» **Exercise**
Print the first line of the data below and every one after it, through the line containing "Self::new()", exactly as written.

» **Information supplied**
--- START ---
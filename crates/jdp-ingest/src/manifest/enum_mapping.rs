//! Enum types, raw-text mappings, and ignores
//!
//! Manifests map free-form source strings onto closed enum vocabularies.
//! Mappings are strict: raw text that is neither mapped nor ignored fails
//! the row rather than silently passing through.

use std::collections::{BTreeMap, BTreeSet};

use jdp_common::types::ViolationType;

use crate::manifest::{ManifestError, ManifestResult};

/// The closed set of enum types a manifest may reference, with their
/// variants. Parse-time validation of `EnumType.VARIANT` keys happens
/// against this registry.
#[derive(Debug, Clone, Default)]
pub struct EnumRegistry {
    types: BTreeMap<String, Vec<String>>,
}

impl EnumRegistry {
    pub fn new() -> Self {
        Self::default()
    }

    /// The registry used by the ingest pipeline.
    pub fn standard() -> Self {
        Self::new()
            .with_type("ViolationType", ViolationType::variants().iter().copied())
            .with_type(
                "ViolatedConditionType",
                [
                    "EMPLOYMENT",
                    "FAILURE_TO_NOTIFY",
                    "FAILURE_TO_REPORT",
                    "FINANCIAL",
                    "LAW",
                    "SPECIAL_CONDITIONS",
                    "SUBSTANCE",
                ],
            )
    }

    pub fn with_type<I, S>(mut self, name: impl Into<String>, variants: I) -> Self
    where
        I: IntoIterator<Item = S>,
        S: Into<String>,
    {
        self.types
            .insert(name.into(), variants.into_iter().map(Into::into).collect());
        self
    }

    pub fn contains_type(&self, name: &str) -> bool {
        self.types.contains_key(name)
    }

    /// Errors if the type is unknown or the variant is not in the type.
    pub fn validate_variant(&self, enum_type: &str, variant: &str) -> ManifestResult<()> {
        let variants = self
            .types
            .get(enum_type)
            .ok_or_else(|| ManifestError::UnknownEnumType(enum_type.to_string()))?;
        if variants.iter().any(|v| v == variant) {
            Ok(())
        } else {
            Err(ManifestError::UnknownEnumVariant {
                enum_type: enum_type.to_string(),
                variant: variant.to_string(),
            })
        }
    }
}

/// Raw-text mappings and ignores for one enum field.
#[derive(Debug, Clone, PartialEq, Eq, Default)]
pub struct EnumOverrides {
    mappings: BTreeMap<String, String>,
    ignores: BTreeSet<String>,
}

impl EnumOverrides {
    pub fn builder() -> EnumOverridesBuilder {
        EnumOverridesBuilder::default()
    }

    pub fn variant_for(&self, raw_text: &str) -> Option<&str> {
        self.mappings.get(raw_text).map(String::as_str)
    }

    pub fn is_ignored(&self, raw_text: &str) -> bool {
        self.ignores.contains(raw_text)
    }
}

#[derive(Debug, Clone, Default)]
pub struct EnumOverridesBuilder {
    mappings: BTreeMap<String, String>,
    ignores: BTreeSet<String>,
}

impl EnumOverridesBuilder {
    pub fn map(mut self, raw_text: impl Into<String>, variant: impl Into<String>) -> Self {
        self.mappings.insert(raw_text.into(), variant.into());
        self
    }

    pub fn ignore(mut self, raw_text: impl Into<String>) -> Self {
        self.ignores.insert(raw_text.into());
        self
    }

    pub fn build(self) -> EnumOverrides {
        EnumOverrides {
            mappings: self.mappings,
            ignores: self.ignores,
        }
    }
}

/// The evaluated value of an enum field for one row: the raw text plus
/// enough context to resolve it to a variant on demand.
#[derive(Debug, Clone, PartialEq)]
pub struct EnumParseToken {
    pub raw_text: Option<String>,
    pub enum_type: String,
    pub overrides: EnumOverrides,
}

impl EnumParseToken {
    /// Resolves the token to an enum variant name. `None` when there was no
    /// raw text or the raw text is explicitly ignored; an error when the raw
    /// text exists but has no mapping.
    pub fn parse(&self) -> ManifestResult<Option<String>> {
        let raw_text = match &self.raw_text {
            None => return Ok(None),
            Some(raw_text) => raw_text,
        };
        if self.overrides.is_ignored(raw_text) {
            return Ok(None);
        }
        match self.overrides.variant_for(raw_text) {
            Some(variant) => Ok(Some(variant.to_string())),
            None => Err(ManifestError::UnmappedRawText {
                raw_text: raw_text.clone(),
                enum_type: self.enum_type.clone(),
            }),
        }
    }
}
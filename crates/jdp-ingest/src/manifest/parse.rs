//! YAML manifest compilation
//!
//! Compiles a raw YAML mapping into an [`EntityTreeManifest`]. Compilation
//! is strict: every key in the document must be consumed, enum mappings are
//! validated against the enum registry, and malformed structure fails loudly
//! here rather than at row-evaluation time.

use std::collections::BTreeMap;
use std::sync::OnceLock;

use regex::Regex;
use serde_yaml::{Mapping, Value};

use crate::manifest::enum_mapping::{EnumOverrides, EnumRegistry};
use crate::manifest::nodes::{
    EntityFilter, EntityTreeManifest, EnumFieldManifest, ExpandableListItemManifest,
    ListItemManifest, ListRelationshipManifest, ManifestNode,
};
use crate::manifest::{ManifestError, ManifestResult};

const FOREACH_KEY: &str = "$foreach";
const FOREACH_ITERABLE_KEY: &str = "$iterable";
const FOREACH_RESULT_KEY: &str = "$result";
const FOREACH_DELIMITER_KEY: &str = "$delimiter";
const JSON_DICT_KEY: &str = "$json_dict";
const CONCAT_KEY: &str = "$concat";
const CONCAT_SEPARATOR_KEY: &str = "$separator";
const CONCAT_VALUES_KEY: &str = "$values";
const ENUM_RAW_TEXT_KEY: &str = "$raw_text";
const ENUM_MAPPINGS_KEY: &str = "$mappings";
const ENUM_IGNORES_KEY: &str = "$ignore";

const CONCAT_DEFAULT_SEPARATOR: &str = "-";

fn string_literal_regex() -> &'static Regex {
    static REGEX: OnceLock<Regex> = OnceLock::new();
    REGEX.get_or_init(|| Regex::new(r#"^\$literal\("(.+)"\)$"#).expect("static regex is valid"))
}

/// The shape of one buildable entity: its enum-typed fields and whether the
/// entity exists only to wrap an enum value.
#[derive(Debug, Clone, Default)]
pub struct EntitySchema {
    /// Field name to enum type name.
    pub enum_fields: BTreeMap<String, String>,
    /// Enum wrapper entities are dropped entirely when their enum resolves
    /// to nothing.
    pub is_enum_entity: bool,
}

impl EntitySchema {
    pub fn new() -> Self {
        Self::default()
    }

    pub fn with_enum_field(
        mut self,
        field: impl Into<String>,
        enum_type: impl Into<String>,
    ) -> Self {
        self.enum_fields.insert(field.into(), enum_type.into());
        self
    }

    pub fn enum_entity(mut self) -> Self {
        self.is_enum_entity = true;
        self
    }
}

/// Everything compilation needs beyond the YAML itself: the enum registry,
/// the entity schemas a manifest may reference, and constant args stamped
/// onto every built entity.
#[derive(Debug, Clone, Default)]
pub struct ManifestContext {
    pub enums: EnumRegistry,
    pub entities: BTreeMap<String, EntitySchema>,
    pub common_args: Vec<(String, String)>,
}

impl ManifestContext {
    pub fn new(enums: EnumRegistry) -> Self {
        Self {
            enums,
            entities: BTreeMap::new(),
            common_args: Vec::new(),
        }
    }

    pub fn with_entity(mut self, name: impl Into<String>, schema: EntitySchema) -> Self {
        self.entities.insert(name.into(), schema);
        self
    }

    pub fn with_common_arg(mut self, field: impl Into<String>, value: impl Into<String>) -> Self {
        self.common_args.push((field.into(), value.into()));
        self
    }
}

/// Compiles a manifest document. The document must hold exactly one
/// top-level key naming the root entity.
pub fn parse_manifest_yaml(yaml: &str, ctx: &ManifestContext) -> ManifestResult<EntityTreeManifest> {
    let value: Value = serde_yaml::from_str(yaml)?;
    let mapping = as_mapping(value, "manifest document")?;
    let mut root = YamlMap::new(mapping);

    let entity_type = match root.keys().as_slice() {
        [only] => only.clone(),
        keys => {
            return Err(ManifestError::invalid(format!(
                "Expected exactly one top-level entity, found keys {keys:?}"
            )))
        },
    };
    let fields = root.pop_map(&entity_type)?;
    root.ensure_empty("manifest document")?;

    parse_entity_tree(&entity_type, fields, ctx)
}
--- END ---
» **Result**
filename crates/jdp-ingest/src/manifest/enum_mapping.rs
//! Enum types, raw-text mappings, and ignores
//!
//! Manifests map free-form source strings onto closed enum vocabularies.
//! Mappings are strict: raw text that is neither mapped nor ignored fails
//! the row rather than silently passing through.

use std::collections::{BTreeMap, BTreeSet};

use jdp_common::types::ViolationType;

use crate::manifest::{ManifestError, ManifestResult};

/// The closed set of enum types a manifest may reference, with their
/// variants. Parse-time validation of `EnumType.VARIANT` keys happens
/// against this registry.
#[derive(Debug, Clone, Default)]
pub struct EnumRegistry {
    types: BTreeMap<String, Vec<String>>,
}

impl EnumRegistry {
    pub fn new() -> Self {
        Self::default()
    }

    /// The registry used by the ingest pipeline.
    pub fn standard() -> Self {
        Self::new()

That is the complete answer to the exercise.